Data for processing: Begin

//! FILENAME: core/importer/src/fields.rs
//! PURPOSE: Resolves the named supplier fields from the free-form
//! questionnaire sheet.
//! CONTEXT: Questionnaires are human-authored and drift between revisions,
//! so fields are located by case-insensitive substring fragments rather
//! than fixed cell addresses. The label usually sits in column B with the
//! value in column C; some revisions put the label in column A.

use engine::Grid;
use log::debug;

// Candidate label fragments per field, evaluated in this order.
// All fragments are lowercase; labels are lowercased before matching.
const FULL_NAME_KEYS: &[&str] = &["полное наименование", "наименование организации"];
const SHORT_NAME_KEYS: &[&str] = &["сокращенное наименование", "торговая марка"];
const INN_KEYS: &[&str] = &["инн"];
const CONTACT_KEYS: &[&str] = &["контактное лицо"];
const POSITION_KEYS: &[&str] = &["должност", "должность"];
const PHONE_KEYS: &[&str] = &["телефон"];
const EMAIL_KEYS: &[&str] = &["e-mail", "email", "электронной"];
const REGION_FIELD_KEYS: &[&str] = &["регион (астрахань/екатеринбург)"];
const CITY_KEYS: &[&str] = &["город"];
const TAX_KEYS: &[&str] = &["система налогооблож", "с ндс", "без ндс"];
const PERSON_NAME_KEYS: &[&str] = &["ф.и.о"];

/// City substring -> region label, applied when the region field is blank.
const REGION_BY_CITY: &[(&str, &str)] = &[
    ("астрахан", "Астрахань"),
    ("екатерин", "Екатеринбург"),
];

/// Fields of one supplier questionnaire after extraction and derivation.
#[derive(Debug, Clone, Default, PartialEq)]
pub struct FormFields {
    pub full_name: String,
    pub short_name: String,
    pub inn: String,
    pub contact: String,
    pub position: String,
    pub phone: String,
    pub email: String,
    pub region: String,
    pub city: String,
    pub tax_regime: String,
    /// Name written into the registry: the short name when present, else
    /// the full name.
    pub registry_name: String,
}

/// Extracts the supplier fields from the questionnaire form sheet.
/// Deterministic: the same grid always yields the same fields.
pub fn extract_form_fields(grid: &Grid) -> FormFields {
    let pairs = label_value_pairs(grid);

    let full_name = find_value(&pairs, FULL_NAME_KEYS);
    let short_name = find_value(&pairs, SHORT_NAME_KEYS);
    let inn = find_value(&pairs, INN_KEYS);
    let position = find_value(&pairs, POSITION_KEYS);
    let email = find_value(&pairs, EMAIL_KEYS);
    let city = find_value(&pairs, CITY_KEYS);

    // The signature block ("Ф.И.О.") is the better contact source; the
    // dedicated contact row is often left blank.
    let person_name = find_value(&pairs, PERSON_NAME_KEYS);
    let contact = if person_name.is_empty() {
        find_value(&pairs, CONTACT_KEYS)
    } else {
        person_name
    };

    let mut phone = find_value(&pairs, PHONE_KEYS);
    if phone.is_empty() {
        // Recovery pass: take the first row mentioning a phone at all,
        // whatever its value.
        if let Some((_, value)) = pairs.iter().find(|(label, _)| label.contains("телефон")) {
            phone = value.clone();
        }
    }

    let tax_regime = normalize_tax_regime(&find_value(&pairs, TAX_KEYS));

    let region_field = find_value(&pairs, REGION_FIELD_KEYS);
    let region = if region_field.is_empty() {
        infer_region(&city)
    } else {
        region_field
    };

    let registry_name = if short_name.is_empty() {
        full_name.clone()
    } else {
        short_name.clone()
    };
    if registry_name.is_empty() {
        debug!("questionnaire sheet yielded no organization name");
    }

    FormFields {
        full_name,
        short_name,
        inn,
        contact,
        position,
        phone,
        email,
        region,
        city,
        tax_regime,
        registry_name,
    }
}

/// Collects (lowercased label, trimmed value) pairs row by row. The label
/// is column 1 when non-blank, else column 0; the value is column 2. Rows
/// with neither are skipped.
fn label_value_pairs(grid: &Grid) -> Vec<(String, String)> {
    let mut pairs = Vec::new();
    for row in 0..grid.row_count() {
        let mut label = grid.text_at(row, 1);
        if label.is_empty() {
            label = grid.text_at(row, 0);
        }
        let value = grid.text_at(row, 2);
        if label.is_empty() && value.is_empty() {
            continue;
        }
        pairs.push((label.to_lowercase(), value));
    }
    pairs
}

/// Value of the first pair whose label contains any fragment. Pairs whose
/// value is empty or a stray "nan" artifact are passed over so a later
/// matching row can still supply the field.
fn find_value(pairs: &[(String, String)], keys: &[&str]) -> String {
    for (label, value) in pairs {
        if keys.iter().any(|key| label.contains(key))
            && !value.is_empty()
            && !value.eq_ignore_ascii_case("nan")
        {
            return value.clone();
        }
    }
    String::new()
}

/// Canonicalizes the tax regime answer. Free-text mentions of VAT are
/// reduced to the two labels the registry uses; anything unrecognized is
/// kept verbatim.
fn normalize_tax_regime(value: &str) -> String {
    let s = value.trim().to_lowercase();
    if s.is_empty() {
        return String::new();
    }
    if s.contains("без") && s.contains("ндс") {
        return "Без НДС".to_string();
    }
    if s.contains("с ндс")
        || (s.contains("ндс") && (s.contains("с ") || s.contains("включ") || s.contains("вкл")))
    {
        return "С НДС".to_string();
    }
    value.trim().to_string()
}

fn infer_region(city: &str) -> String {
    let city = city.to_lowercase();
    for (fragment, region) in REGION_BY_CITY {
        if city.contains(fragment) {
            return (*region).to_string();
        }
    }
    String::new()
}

Data for processing: End
Data for processing: Begin

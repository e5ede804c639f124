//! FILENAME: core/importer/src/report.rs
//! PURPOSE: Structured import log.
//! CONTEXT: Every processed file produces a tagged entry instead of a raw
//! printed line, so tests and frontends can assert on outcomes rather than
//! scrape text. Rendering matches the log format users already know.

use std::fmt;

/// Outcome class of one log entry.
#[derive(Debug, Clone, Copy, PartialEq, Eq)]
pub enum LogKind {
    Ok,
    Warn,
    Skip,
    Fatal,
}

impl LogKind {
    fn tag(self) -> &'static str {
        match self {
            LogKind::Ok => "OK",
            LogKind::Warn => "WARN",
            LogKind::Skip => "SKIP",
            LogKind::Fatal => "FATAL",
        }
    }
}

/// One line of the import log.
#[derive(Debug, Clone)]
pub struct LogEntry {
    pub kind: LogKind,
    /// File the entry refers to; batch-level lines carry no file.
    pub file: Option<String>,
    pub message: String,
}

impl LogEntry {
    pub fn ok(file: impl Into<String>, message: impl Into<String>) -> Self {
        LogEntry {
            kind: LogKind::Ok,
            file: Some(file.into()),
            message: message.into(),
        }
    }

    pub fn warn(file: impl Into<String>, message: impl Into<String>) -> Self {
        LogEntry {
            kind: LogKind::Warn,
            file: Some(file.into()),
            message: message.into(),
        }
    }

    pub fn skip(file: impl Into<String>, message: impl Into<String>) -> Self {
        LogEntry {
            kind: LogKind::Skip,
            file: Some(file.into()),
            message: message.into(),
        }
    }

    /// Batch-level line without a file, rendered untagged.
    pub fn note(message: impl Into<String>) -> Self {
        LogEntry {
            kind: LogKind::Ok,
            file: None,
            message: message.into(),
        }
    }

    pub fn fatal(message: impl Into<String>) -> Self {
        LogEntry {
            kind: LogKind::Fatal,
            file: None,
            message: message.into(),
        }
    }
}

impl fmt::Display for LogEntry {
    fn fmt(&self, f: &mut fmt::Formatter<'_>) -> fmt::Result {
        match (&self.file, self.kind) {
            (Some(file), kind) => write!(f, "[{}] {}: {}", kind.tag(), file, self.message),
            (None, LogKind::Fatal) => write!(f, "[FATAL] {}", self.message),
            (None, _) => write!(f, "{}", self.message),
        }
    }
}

Data for processing: End
Data for processing: Begin

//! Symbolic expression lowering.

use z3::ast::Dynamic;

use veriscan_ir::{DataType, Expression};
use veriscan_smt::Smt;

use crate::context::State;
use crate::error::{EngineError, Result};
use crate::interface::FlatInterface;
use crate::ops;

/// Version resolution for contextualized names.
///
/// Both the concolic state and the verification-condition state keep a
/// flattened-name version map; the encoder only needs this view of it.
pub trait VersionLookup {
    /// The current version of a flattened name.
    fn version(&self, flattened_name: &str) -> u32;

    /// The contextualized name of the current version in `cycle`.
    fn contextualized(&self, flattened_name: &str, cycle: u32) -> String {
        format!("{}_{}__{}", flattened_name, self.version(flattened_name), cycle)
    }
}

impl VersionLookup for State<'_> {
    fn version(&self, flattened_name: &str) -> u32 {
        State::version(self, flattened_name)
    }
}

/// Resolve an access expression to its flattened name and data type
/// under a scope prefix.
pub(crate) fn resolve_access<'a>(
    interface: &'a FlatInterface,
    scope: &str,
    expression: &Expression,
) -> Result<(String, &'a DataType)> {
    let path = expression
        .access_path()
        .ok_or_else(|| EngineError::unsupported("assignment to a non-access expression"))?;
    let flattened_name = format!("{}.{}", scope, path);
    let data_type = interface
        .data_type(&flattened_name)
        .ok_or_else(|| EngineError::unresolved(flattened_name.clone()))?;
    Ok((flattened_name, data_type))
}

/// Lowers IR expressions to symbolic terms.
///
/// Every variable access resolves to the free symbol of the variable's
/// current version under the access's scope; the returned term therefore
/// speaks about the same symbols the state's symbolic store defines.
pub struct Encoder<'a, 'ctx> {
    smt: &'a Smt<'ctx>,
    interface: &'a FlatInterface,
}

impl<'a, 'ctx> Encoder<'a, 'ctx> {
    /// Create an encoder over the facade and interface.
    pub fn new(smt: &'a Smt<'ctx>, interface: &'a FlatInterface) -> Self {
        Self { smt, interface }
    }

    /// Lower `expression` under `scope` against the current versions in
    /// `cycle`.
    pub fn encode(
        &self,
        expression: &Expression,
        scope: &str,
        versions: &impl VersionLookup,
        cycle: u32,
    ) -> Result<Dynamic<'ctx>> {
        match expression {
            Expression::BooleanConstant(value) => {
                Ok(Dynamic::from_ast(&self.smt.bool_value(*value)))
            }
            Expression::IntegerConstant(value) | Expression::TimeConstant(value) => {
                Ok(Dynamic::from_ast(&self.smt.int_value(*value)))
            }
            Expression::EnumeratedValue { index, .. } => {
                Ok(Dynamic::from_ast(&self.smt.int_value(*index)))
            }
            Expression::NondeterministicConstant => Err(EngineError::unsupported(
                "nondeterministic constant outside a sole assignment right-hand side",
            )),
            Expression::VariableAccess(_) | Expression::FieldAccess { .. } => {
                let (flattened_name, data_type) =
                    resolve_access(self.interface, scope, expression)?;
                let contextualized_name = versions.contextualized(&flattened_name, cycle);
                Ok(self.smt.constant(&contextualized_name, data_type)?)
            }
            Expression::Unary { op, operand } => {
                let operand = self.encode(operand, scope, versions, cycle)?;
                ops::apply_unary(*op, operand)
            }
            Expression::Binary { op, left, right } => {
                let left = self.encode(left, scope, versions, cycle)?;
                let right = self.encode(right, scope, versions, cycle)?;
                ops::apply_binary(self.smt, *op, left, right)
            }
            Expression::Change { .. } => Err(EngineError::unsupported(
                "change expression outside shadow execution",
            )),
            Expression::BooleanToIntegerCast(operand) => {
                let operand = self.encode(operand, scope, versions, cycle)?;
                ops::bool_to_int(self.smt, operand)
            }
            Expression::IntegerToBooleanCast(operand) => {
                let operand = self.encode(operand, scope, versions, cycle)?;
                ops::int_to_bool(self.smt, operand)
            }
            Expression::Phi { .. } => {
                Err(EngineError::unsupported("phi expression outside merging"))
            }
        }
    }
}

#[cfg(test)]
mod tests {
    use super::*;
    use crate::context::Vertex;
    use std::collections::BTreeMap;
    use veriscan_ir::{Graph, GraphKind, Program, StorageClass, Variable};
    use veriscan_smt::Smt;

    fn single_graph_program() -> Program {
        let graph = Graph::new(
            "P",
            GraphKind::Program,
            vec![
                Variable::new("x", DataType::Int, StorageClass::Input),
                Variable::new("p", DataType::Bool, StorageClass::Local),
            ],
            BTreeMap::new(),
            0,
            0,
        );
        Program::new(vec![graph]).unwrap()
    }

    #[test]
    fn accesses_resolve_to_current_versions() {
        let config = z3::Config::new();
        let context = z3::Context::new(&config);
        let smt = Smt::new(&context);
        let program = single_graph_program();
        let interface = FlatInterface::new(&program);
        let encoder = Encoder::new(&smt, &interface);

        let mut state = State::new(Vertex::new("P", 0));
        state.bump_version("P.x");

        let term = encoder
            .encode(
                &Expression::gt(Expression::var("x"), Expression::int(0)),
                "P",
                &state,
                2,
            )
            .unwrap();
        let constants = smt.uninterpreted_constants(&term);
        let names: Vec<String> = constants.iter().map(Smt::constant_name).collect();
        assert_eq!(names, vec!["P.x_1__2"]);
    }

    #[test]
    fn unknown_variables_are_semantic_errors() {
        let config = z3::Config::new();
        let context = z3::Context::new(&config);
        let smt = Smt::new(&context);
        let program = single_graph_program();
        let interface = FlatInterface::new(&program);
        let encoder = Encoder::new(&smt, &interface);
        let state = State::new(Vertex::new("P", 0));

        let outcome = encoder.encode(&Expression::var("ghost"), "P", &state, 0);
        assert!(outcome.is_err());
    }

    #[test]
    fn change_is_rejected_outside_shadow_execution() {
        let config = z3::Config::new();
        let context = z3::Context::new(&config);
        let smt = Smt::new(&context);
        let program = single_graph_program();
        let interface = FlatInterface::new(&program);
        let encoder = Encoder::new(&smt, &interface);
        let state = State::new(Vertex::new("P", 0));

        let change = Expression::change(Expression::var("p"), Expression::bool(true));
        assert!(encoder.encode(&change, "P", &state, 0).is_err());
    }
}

Data for processing: End

* Directions for this task: With the line holding "#[derive(Debug, Clone, Default, PartialEq)]" as the first and the line holding "let contact = if" as the last, please transcribe exactly the lines of the material above in that range and nothing else.

* Exercise output:
#[derive(Debug, Clone, Default, PartialEq)]
pub struct FormFields {
    pub full_name: String,
    pub short_name: String,
    pub inn: String,
    pub contact: String,
    pub position: String,
    pub phone: String,
    pub email: String,
    pub region: String,
    pub city: String,
    pub tax_regime: String,
    /// Name written into the registry: the short name when present, else
    /// the full name.
    pub registry_name: String,
}

/// Extracts the supplier fields from the questionnaire form sheet.
/// Deterministic: the same grid always yields the same fields.
pub fn extract_form_fields(grid: &Grid) -> FormFields {
    let pairs = label_value_pairs(grid);

    let full_name = find_value(&pairs, FULL_NAME_KEYS);
    let short_name = find_value(&pairs, SHORT_NAME_KEYS);
    let inn = find_value(&pairs, INN_KEYS);
    let position = find_value(&pairs, POSITION_KEYS);
    let email = find_value(&pairs, EMAIL_KEYS);
    let city = find_value(&pairs, CITY_KEYS);

    // The signature block ("Ф.И.О.") is the better contact source; the
    // dedicated contact row is often left blank.
    let person_name = find_value(&pairs, PERSON_NAME_KEYS);
    let contact = if person_name.is_empty() {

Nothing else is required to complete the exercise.